Meadow Valleys Course
- Designed by: Pete Dye
- Par: 72
- Length: 7,314 yd (6,688 m)
- Course rating: 75.1
- Slope rating: 145

River Course
- Designed by: Pete Dye
- Par: 72
- Length: 7,404 yd (6,770 m)
- Course rating: 76.2
- Slope rating: 151

= Blackwolf Run =

Golf course in Wisconsin, United States

Blackwolf Run is a golf course complex in Kohler, Wisconsin. It is one of two golf destinations associated with The American Club, owned by a subsidiary of the Kohler Company. The other is the Whistling Straits complex in nearby Haven.

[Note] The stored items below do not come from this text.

//! WebSocket connection handler
//!
//! One receive loop per accepted connection. Routes inbound messages to
//! registration, arbitration, or admin handling, forwards broadcast
//! snapshots queued by any connection's mutation, and drives the
//! transport keepalive.

use std::sync::Arc;
use std::time::{Duration, Instant};

use futures_util::{SinkExt, StreamExt};
use tokio::net::TcpStream;
use tokio::sync::mpsc;
use tokio_tungstenite::{accept_async, tungstenite::Message, WebSocketStream};

use crate::error::SessionError;
use crate::server::protocol::{BuzzRejectReason, ClientMessage, ServerMessage};
use crate::server::session::Session;

/// Transport keepalive settings.
#[derive(Debug, Clone, Copy)]
pub struct KeepaliveConfig {
    /// How often to send a transport ping.
    pub interval: Duration,
    /// Grace period beyond the interval before a silent peer is
    /// declared dead.
    pub timeout: Duration,
}

impl Default for KeepaliveConfig {
    fn default() -> Self {
        Self {
            interval: Duration::from_secs(20),
            timeout: Duration::from_secs(10),
        }
    }
}

/// Handle a single WebSocket connection until it closes.
pub async fn handle_connection(
    stream: TcpStream,
    session: Arc<Session>,
    keepalive: KeepaliveConfig,
) {
    let addr = stream.peer_addr().ok();
    tracing::info!("new connection from {:?}", addr);

    let ws_stream = match accept_async(stream).await {
        Ok(ws) => ws,
        Err(e) => {
            tracing::error!("WebSocket handshake failed: {}", e);
            return;
        }
    };

    let mut conn = ConnectionState::new(ws_stream, session, keepalive);
    conn.run().await;

    tracing::info!("connection closed from {:?}", addr);
}

/// State for a single connection
struct ConnectionState {
    ws: WebSocketStream<TcpStream>,
    session: Arc<Session>,
    client_id: String,
    /// Private outbound queue; broadcasts land here from whichever
    /// connection task triggered them.
    outbound_rx: mpsc::UnboundedReceiver<Message>,
    keepalive: KeepaliveConfig,
    last_seen: Instant,
}

impl ConnectionState {
    fn new(
        ws: WebSocketStream<TcpStream>,
        session: Arc<Session>,
        keepalive: KeepaliveConfig,
    ) -> Self {
        let (tx, outbound_rx) = mpsc::unbounded_channel();
        let client_id = session.connect(tx);
        Self {
            ws,
            session,
            client_id,
            outbound_rx,
            keepalive,
            last_seen: Instant::now(),
        }
    }

    async fn run(&mut self) {
        let mut ping_tick = tokio::time::interval(self.keepalive.interval);

        loop {
            tokio::select! {
                // Inbound WebSocket frames
                msg = self.ws.next() => {
                    self.last_seen = Instant::now();
                    match msg {
                        Some(Ok(Message::Text(text))) => {
                            if let Err(e) = self.handle_message(&text).await {
                                tracing::error!("reply to {} failed: {}", self.client_id, e);
                                break;
                            }
                        }
                        Some(Ok(Message::Close(_))) => {
                            tracing::info!("client {} requested close", self.client_id);
                            break;
                        }
                        Some(Ok(Message::Ping(data))) => {
                            let _ = self.ws.send(Message::Pong(data)).await;
                        }
                        Some(Err(e)) => {
                            tracing::error!("WebSocket error: {}", e);
                            break;
                        }
                        None => break,
                        _ => {}
                    }
                }

                // Broadcast snapshots queued by any state-changing event
                out = self.outbound_rx.recv() => {
                    match out {
                        Some(msg) => {
                            if let Err(e) = self.ws.send(msg).await {
                                tracing::error!("send to {} failed: {}", self.client_id, e);
                                break;
                            }
                        }
                        // Sender side dropped: we were pruned during a broadcast.
                        None => break,
                    }
                }

                // Server-initiated keepalive
                _ = ping_tick.tick() => {
                    if self.last_seen.elapsed() > self.keepalive.interval + self.keepalive.timeout {
                        tracing::warn!("client {} missed keepalive, dropping", self.client_id);
                        break;
                    }
                    if self.ws.send(Message::Ping(Vec::new())).await.is_err() {
                        break;
                    }
                }
            }
        }

        self.session.disconnect(&self.client_id);
    }

    /// Returns `Err` only when replying to the client fails; malformed
    /// input is logged and dropped without closing the connection.
    async fn handle_message(&mut self, text: &str) -> anyhow::Result<()> {
        let msg: ClientMessage = match serde_json::from_str(text) {
            Ok(msg) => msg,
            Err(e) => {
                tracing::warn!("invalid message from {}: {}", self.client_id, e);
                return Ok(());
            }
        };

        match msg {
            ClientMessage::Register {
                team_name,
                is_admin,
            } => match self.session.register(&self.client_id, team_name, is_admin) {
                Ok(role) => {
                    let reply = ServerMessage::Registered {
                        client_id: self.client_id.clone(),
                        role: role.label().to_string(),
                        team_name: role.team_name().map(str::to_string),
                    };
                    self.send(&reply).await?;
                }
                Err(e) => self.send_error(&e).await?,
            },

            ClientMessage::Buzz => match self.session.buzz(&self.client_id) {
                Ok(order_index) => {
                    tracing::debug!(
                        "buzz from {} recorded at index {}",
                        self.client_id,
                        order_index
                    );
                }
                Err(SessionError::BuzzLocked) => {
                    self.send(&ServerMessage::BuzzRejected {
                        reason: BuzzRejectReason::Locked,
                    })
                    .await?;
                }
                Err(SessionError::AlreadyBuzzed { .. }) => {
                    self.send(&ServerMessage::BuzzRejected {
                        reason: BuzzRejectReason::AlreadyBuzzed,
                    })
                    .await?;
                }
                Err(e) => self.send_error(&e).await?,
            },

            ClientMessage::AdminCommand { action } => {
                if let Err(e) = self.session.admin_command(&self.client_id, &action) {
                    self.send_error(&e).await?;
                }
            }

            ClientMessage::Ping => {
                self.send(&ServerMessage::Pong).await?;
            }
        }

        Ok(())
    }

    async fn send(&mut self, msg: &ServerMessage) -> anyhow::Result<()> {
        let json = serde_json::to_string(msg)?;
        self.ws.send(Message::Text(json)).await?;
        Ok(())
    }

    async fn send_error(&mut self, err: &SessionError) -> anyhow::Result<()> {
        self.send(&ServerMessage::Error {
            code: err.code().to_string(),
            message: err.to_string(),
        })
        .await
    }
}
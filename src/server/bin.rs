//! Buzzer Daemon Binary
//!
//! A WebSocket server coordinating a quiz buzz-in session: team clients
//! and an admin client share a synchronized view of lock status and
//! buzz order.
//!
//! # Usage
//!
//! ```bash
//! buzzer-daemon --port 8765
//! buzzer-daemon --host 0.0.0.0 --port 8765   # LAN play
//! ```

use std::net::SocketAddr;
use std::sync::Arc;
use std::time::Duration;

use clap::Parser;
use tokio::net::TcpListener;

use quiz_buzzer::server::{handle_connection, KeepaliveConfig, Session};

/// Quiz buzzer session daemon
#[derive(Parser, Debug)]
#[command(name = "buzzer-daemon")]
#[command(about = "WebSocket buzz-in coordinator for quiz games")]
struct Args {
    /// Port to listen on
    #[arg(short, long, default_value = "8765")]
    port: u16,

    /// Host to bind to (use 0.0.0.0 for LAN play)
    #[arg(long, default_value = "127.0.0.1")]
    host: String,

    /// Seconds between transport keepalive pings
    #[arg(long, default_value = "20")]
    ping_interval: u64,

    /// Seconds of grace after a missed ping before dropping a client
    #[arg(long, default_value = "10")]
    ping_timeout: u64,
}

#[tokio::main]
async fn main() -> anyhow::Result<()> {
    // Initialize logging
    tracing_subscriber::fmt()
        .with_env_filter(
            tracing_subscriber::EnvFilter::from_default_env()
                .add_directive("quiz_buzzer=info".parse().unwrap())
                .add_directive("buzzer_daemon=info".parse().unwrap()),
        )
        .init();

    let args = Args::parse();
    let addr: SocketAddr = format!("{}:{}", args.host, args.port).parse()?;
    let keepalive = KeepaliveConfig {
        interval: Duration::from_secs(args.ping_interval),
        timeout: Duration::from_secs(args.ping_timeout),
    };

    // The one shared session; every connection task gets a handle.
    let session = Arc::new(Session::new());

    let listener = TcpListener::bind(&addr).await?;
    tracing::info!("buzzer daemon listening on ws://{}", addr);
    tracing::info!("connect team and admin clients to start a round");

    // Accept connections
    loop {
        match listener.accept().await {
            Ok((stream, peer)) => {
                tracing::info!("accepted connection from {}", peer);
                let session = Arc::clone(&session);
                tokio::spawn(async move {
                    handle_connection(stream, session, keepalive).await;
                });
            }
            Err(e) => {
                tracing::error!("failed to accept connection: {}", e);
            }
        }
    }
}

Opened in 1988 with 18 holes, Blackwolf Run was named that year's "Best New Public Course" by Golf Digest magazine, and has continued to accumulate awards and honors including regular ranking on the list of "America's 100 Greatest Golf Courses" by Golf Digest and the "Top 100 You Can Play" by Golf Magazine. Nine holes were added in 1989 and it became a 36-hole facility in 1990. Most recently, both the River and Meadow Valleys courses received the coveted 5-Star ranking from Golf Digest.

==River Course==
The River Course is an 18-hole layout along a glacial river basin that features a 7404 yd of golf from the longest tees for a par of 72. The course has a rating of 76.2, and it has a slope rating of 151. Designed by noted course architect Pete Dye, the course uses half of the original holes opened in 1988 and is played on bent grass. The river is the meandering Sheboygan River, which flows eastward to Lake Michigan at Sheboygan.

==Meadow Valleys Course==
The Meadow Valleys Course is an 18-hole layout at 7250 yd for a par of 72. Also designed by Dye, the course rating is 75.1, with a slope of 145.

==The Baths==
The Baths at Blackwolf Run is a 10-hole par-3 course that opened in June 2021. This course was designed by Chris Lutzke, a protégé of Pete Dye, who was on the crew who originally built Blackwolf Run in the late 1980s. Attached to the 10th green is an 18-hole putting course, which takes place over two acres and features different locations each week. The Baths has also played host to nighttime golf under stadium lights, and features a full bar and a food truck.

==Purebred Farm==
Purebred Farm is a 14-hole golf course that is currently under construction at Blackwolf Run, which was formally announced with ground broken in the fall of 2025. The course is designed by King-Collins Dormer, their first collaboration with Kohler Company. The routing, intended to provide a near three-hour round of golf, is set to open in the summer of 2027. The course features par-3's, par-4's and par-5's, and a food and beverage station in a renovated Tomczyk Cabin which has sat on the site since the 19th century.

==U.S. Women's Open==
The Original Championship Course (holes 10–18 on the Meadow Valleys Course and holes 1-4 and 14–18 on the River Course) was used for the 1998 U.S. Women's Open, won by Se Ri Pak in an extended playoff. The composite course uses the original 18 holes at Blackwolf Run, which were split between the two courses when the second 18 holes were added. The championship course employs the back nine from the Meadow Valleys course and the first four and last five holes from the River course; in 1998 it was set at par 71 with a length of 6412 yd. The same layout was used for the 2012 U.S. Women's Open, but extended by over 500 yd and at par 72. The length for 2012 was 6954 yd at an approximate elevation of 650 ft above sea level.